How LLMs are Trained and How Red Teaming Helps
Sven Cattell, Founder, AI Village
July 26, 2023

The Problem

To give you a solid idea of the problem something like the Generative Red Team is attempting to address we have to describe how these models are made. There are 3 training phases, unsupervised, supervised fine-tuning, and Reinforcement Learning from Human Feedback (RLHF). The models are created and affected by these steps in different ways. The final models may be pretty good but are still unsafe in many ways that are hard to find, label, and add back into the system to make them better. Some vendors address this by adding additional layers that filter prompts and generations for harmful content, or rewrite responses to make them better. 
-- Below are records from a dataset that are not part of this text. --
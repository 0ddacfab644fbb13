use serde::{Deserialize, Serialize};
use serde_json::Value;
use std::collections::BTreeMap;
use strum::{AsRefStr, Display, EnumString};

use crate::error::ValidationError;

/// Rewriting style requested by the caller.
#[derive(
    Debug,
    Clone,
    Copy,
    PartialEq,
    Eq,
    Hash,
    Default,
    Serialize,
    Deserialize,
    Display,
    EnumString,
    AsRefStr,
)]
#[serde(rename_all = "lowercase")]
#[strum(serialize_all = "lowercase", ascii_case_insensitive)]
pub enum Tone {
    Formal,
    Casual,
    #[default]
    Balanced,
}

/// The four pipeline stages. The string form is used in fingerprints, logs
/// and metadata.
#[derive(Debug, Clone, Copy, PartialEq, Eq, Hash, Serialize, Display, AsRefStr)]
#[serde(rename_all = "lowercase")]
#[strum(serialize_all = "lowercase")]
pub enum Stage {
    Grammar,
    Humanize,
    Detection,
    Plagiarism,
}

impl Stage {
    /// Score reported when every engine of the stage failed and the input is
    /// passed through untouched.
    pub fn passthrough_score(self) -> f64 {
        match self {
            Self::Grammar => 1.0,
            Self::Humanize => 0.3,
            Self::Detection => 0.1,
            Self::Plagiarism => 0.05,
        }
    }
}

/// Everything a stage engine may look at.
#[derive(Debug, Clone, PartialEq, Eq)]
pub struct StageInput {
    pub text: String,
    pub tone: Tone,
    pub preserve_meaning: bool,
}

impl StageInput {
    pub fn new(text: impl Into<String>) -> Self {
        Self {
            text: text.into(),
            tone: Tone::default(),
            preserve_meaning: true,
        }
    }

    pub fn with_tone(mut self, tone: Tone) -> Self {
        self.tone = tone;
        self
    }

    pub fn with_preserve_meaning(mut self, preserve_meaning: bool) -> Self {
        self.preserve_meaning = preserve_meaning;
        self
    }
}

pub const META_ENGINE: &str = "engine";
pub const META_DEGRADED: &str = "degraded";
pub const META_CACHED: &str = "cached";
pub const META_EDITS_COUNT: &str = "edits_count";

/// Output of one stage invocation.
#[derive(Debug, Clone, PartialEq, Serialize, Deserialize)]
pub struct StageResult {
    pub output_text: String,
    pub score: f64,
    #[serde(default)]
    pub metadata: BTreeMap<String, Value>,
}

impl StageResult {
    /// Build a result; the score is clamped to `[0, 1]` (NaN becomes 0).
    pub fn new(output_text: impl Into<String>, score: f64) -> Self {
        Self {
            output_text: output_text.into(),
            score: clamp_unit(score),
            metadata: BTreeMap::new(),
        }
    }

    pub fn with_meta(mut self, key: &str, value: impl Into<Value>) -> Self {
        self.metadata.insert(key.to_string(), value.into());
        self
    }

    pub fn set_meta(&mut self, key: &str, value: impl Into<Value>) {
        self.metadata.insert(key.to_string(), value.into());
    }

    pub fn engine(&self) -> Option<&str> {
        self.metadata.get(META_ENGINE).and_then(Value::as_str)
    }

    pub fn degraded(&self) -> bool {
        self.metadata
            .get(META_DEGRADED)
            .and_then(Value::as_bool)
            .unwrap_or(false)
    }

    pub fn cached(&self) -> bool {
        self.metadata
            .get(META_CACHED)
            .and_then(Value::as_bool)
            .unwrap_or(false)
    }

    pub fn edits_count(&self) -> u64 {
        self.metadata
            .get(META_EDITS_COUNT)
            .and_then(Value::as_u64)
            .unwrap_or(0)
    }
}

pub fn clamp_unit(value: f64) -> f64 {
    if value.is_nan() {
        0.0
    } else {
        value.clamp(0.0, 1.0)
    }
}

fn default_true() -> bool {
    true
}

/// Body of `POST /api/convert`.
#[derive(Debug, Clone, PartialEq, Eq, Serialize, Deserialize)]
pub struct ConversionRequest {
    pub text: String,
    #[serde(default)]
    pub tone: Tone,
    #[serde(default = "default_true")]
    pub preserve_meaning: bool,
    #[serde(default = "default_true")]
    pub check_plagiarism: bool,
    #[serde(default = "default_true")]
    pub check_ai_detection: bool,
}

impl ConversionRequest {
    pub fn new(text: impl Into<String>) -> Self {
        Self {
            text: text.into(),
            tone: Tone::default(),
            preserve_meaning: true,
            check_plagiarism: true,
            check_ai_detection: true,
        }
    }

    pub fn validate(&self, max_chars: usize) -> Result<(), ValidationError> {
        validate_text(&self.text, max_chars)
    }
}

/// Reject blank or oversized input. Length is measured in characters.
pub fn validate_text(text: &str, max_chars: usize) -> Result<(), ValidationError> {
    if text.trim().is_empty() {
        return Err(ValidationError::EmptyText);
    }
    let len = text.chars().count();
    if len > max_chars {
        return Err(ValidationError::TextTooLong {
            len,
            max: max_chars,
        });
    }
    Ok(())
}

/// Full pipeline output.
#[derive(Debug, Clone, PartialEq, Serialize, Deserialize)]
pub struct ConversionResponse {
    pub original_text: String,
    pub converted_text: String,
    pub grammar: StageResult,
    pub humanized: StageResult,
    #[serde(default, skip_serializing_if = "Option::is_none")]
    pub detection: Option<StageResult>,
    #[serde(default, skip_serializing_if = "Option::is_none")]
    pub plagiarism: Option<StageResult>,
    pub confidence: f64,
    pub processing_time_ms: u64,
}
Dataset Gathering and Cleaning

The first step is to gather a sufficiently large dataset for the first phase of training. Bigger models have interesting emergent behavior, but require ever more data to train. This is because of the scaling laws that these models seem to follow. A model consisting of many billions of parameters requires trillions of tokens to train. The requirement for vast amounts of data means that labs building these models need to use vast datasets, like common crawl

The raw datasets are repetitive and quite dirty. They contain racist, misogynistic, and homophobic speech. They also contain milder socioeconomic biases that are harder to detect. Basically, all the historical biases of the humans and systems that contribute to the internet. Models trained on these unfiltered datasets are very good at reproducing this harmful content, which may be disclosed in model cards if it has been uncovered. 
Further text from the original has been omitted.